The test would thus include a consideration of factors including: (1) the child's
interaction with his or her parents, siblings, relatives, foster caregivers, and others (2)
the child's wishes, which may be expressed by the guardian ad litem, (3) the child's
custodial history (including the “12 of 22 months” timeframe), and (4) the need for a
legally secure permanent placement. See R.C. 2151.414(D)(1).
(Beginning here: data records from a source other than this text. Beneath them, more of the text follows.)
//! Line grammar of solver convergence logs.
//!
//! Every recognised line carries one or more markers. Each marker owns a field whose
//! boundaries are explicit:
//!
//! | marker       | field                                         | event            |
//! |--------------|-----------------------------------------------|------------------|
//! | `=====`      | none                                          | [`Delimiter`]    |
//! | `relative=`  | numeric literal right after the marker        | [`Relative`]     |
//! | `rhs=`       | text up to the next `,` (no comma, no event)  | [`Rhs`]          |
//! | `Reach`      | `residual=` text up to the next ` and`        | [`Reach`]        |
//! | `homoCoeffZ` | none                                          | [`Terminator`]   |
//!
//! Markers are checked in the order of the table and each match emits one event, so a
//! single line may yield several events.
//!
//! [`Delimiter`]: LineEvent::Delimiter
//! [`Relative`]: LineEvent::Relative
//! [`Rhs`]: LineEvent::Rhs
//! [`Reach`]: LineEvent::Reach
//! [`Terminator`]: LineEvent::Terminator

use crate::error::{HistoryError, Result};

pub const DELIMITER: &str = "=====";
pub const RELATIVE: &str = "relative=";
pub const RHS: &str = "rhs=";
pub const RHS_END: &str = ",";
pub const REACH: &str = "Reach";
pub const RESIDUAL: &str = "residual=";
pub const RESIDUAL_END: &str = " and";
pub const TERMINATOR: &str = "homoCoeffZ";

/// Longest excerpt of offending text kept in error messages.
const EXCERPT_LEN: usize = 32;

/// Something a single log line tells the parser.
#[derive(Clone, Copy, Debug, PartialEq)]
pub enum LineEvent {
    /// A new chapter starts.
    Delimiter,
    /// Solver-reported relative residual.
    Relative(f64),
    /// Right-hand-side norm used to normalise subsequent residuals.
    Rhs(f64),
    /// Raw residual norm reached by the solver.
    Reach { residual: f64 },
    /// The open chapter is complete.
    Terminator,
}

/// Classifies one line into its events, in marker order.
///
/// `line_no` is only used to label errors.
pub fn classify(line_no: usize, line: &str) -> Result<Vec<LineEvent>> {
    let mut events = Vec::new();

    if line.contains(DELIMITER) {
        events.push(LineEvent::Delimiter);
    }

    if let Some(tail) = after(line, RELATIVE) {
        let (value, _) = scan_number(tail).ok_or_else(|| invalid(line_no, RELATIVE, tail))?;
        events.push(LineEvent::Relative(value));
    }

    if let Some(tail) = after(line, RHS) {
        if let Some(end) = tail.find(RHS_END) {
            events.push(LineEvent::Rhs(parse_exact(line_no, RHS, &tail[..end])?));
        }
    }

    if line.contains(REACH) {
        let tail = after(line, RESIDUAL).ok_or(HistoryError::MissingField {
            line: line_no,
            field: RESIDUAL,
        })?;
        let end = tail.find(RESIDUAL_END).ok_or(HistoryError::MissingField {
            line: line_no,
            field: RESIDUAL_END,
        })?;
        let residual = parse_exact(line_no, RESIDUAL, &tail[..end])?;
        events.push(LineEvent::Reach { residual });
    }

    if line.contains(TERMINATOR) {
        events.push(LineEvent::Terminator);
    }

    Ok(events)
}

/// Scans a floating-point literal at the start of `text`.
///
/// Accepts an optional sign, a mantissa with at least one digit and an optional
/// exponent, or one of the words `inf`, `infinity` and `nan` in any case. Returns the
/// value and the number of bytes consumed; trailing text is left alone.
pub fn scan_number(text: &str) -> Option<(f64, usize)> {
    let bytes = text.as_bytes();
    let digits = |from: usize| {
        bytes
            .get(from..)
            .map_or(0, |rest| rest.iter().take_while(|b| b.is_ascii_digit()).count())
    };

    let mut end = usize::from(matches!(bytes.first(), Some(b'+' | b'-')));

    for word in ["infinity", "inf", "nan"] {
        let candidate = text.get(end..end + word.len());
        if candidate.is_some_and(|candidate| candidate.eq_ignore_ascii_case(word)) {
            let len = end + word.len();
            return text[..len].parse().ok().map(|value| (value, len));
        }
    }

    let integer = digits(end);
    end += integer;
    let mut fraction = 0;
    if bytes.get(end) == Some(&b'.') {
        fraction = digits(end + 1);
        if integer + fraction > 0 {
            end += 1 + fraction;
        }
    }
    if integer + fraction == 0 {
        return None;
    }

    if matches!(bytes.get(end), Some(b'e' | b'E')) {
        let mut exponent = end + 1;
        if matches!(bytes.get(exponent), Some(b'+' | b'-')) {
            exponent += 1;
        }
        let exponent_digits = digits(exponent);
        if exponent_digits > 0 {
            end = exponent + exponent_digits;
        }
    }

    text[..end].parse().ok().map(|value| (value, end))
}

/// Text following the first occurrence of `marker`.
fn after<'a>(line: &'a str, marker: &str) -> Option<&'a str> {
    line.find(marker).map(|begin| &line[begin + marker.len()..])
}

/// Parses a delimited field that must consist of exactly one number.
fn parse_exact(line_no: usize, field: &'static str, text: &str) -> Result<f64> {
    text.trim()
        .parse()
        .map_err(|_| invalid(line_no, field, text))
}

fn invalid(line_no: usize, field: &'static str, text: &str) -> HistoryError {
    HistoryError::InvalidNumber {
        line: line_no,
        field,
        text: text.trim().chars().take(EXCERPT_LEN).collect(),
    }
}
{¶12} At the evidentiary hearing, the trial court heard testimony from Dave Groff
(former ongoing caseworker for FCCPS), Leah Miller (home visitation caseworker for
FCCPS), Betty Pierce (maternal great-grandmother), Elsworth Pierce (maternal great-
grandfather), Mike Selegue (therapist at Mid-Ohio Psychological Services), Deanna
Schultz (licensed independent counselor at Mid-Ohio Psychological Services), and
Janet Crabtree (case manager at Mid-Ohio Psychological Services), and appellant
herself.
{¶13} Appellant, in her brief, asserts that she “has addressed all issues with her
case plan,” and she challenges the agency’s level of attempts to reunify her with D.C.,
Jr. Appellant’s Brief at 2-3. It appears that appellant was successful on a number of her
case plan objectives and has maintained a bond with her child; however, the evidence
Fairfield County, Case No. 13 CA 51 6
indicates that appellant still has progress to make in light of the full history of the case.
Caseworker Groff expressed his concerns about appellant’s record of anger issues. Tr.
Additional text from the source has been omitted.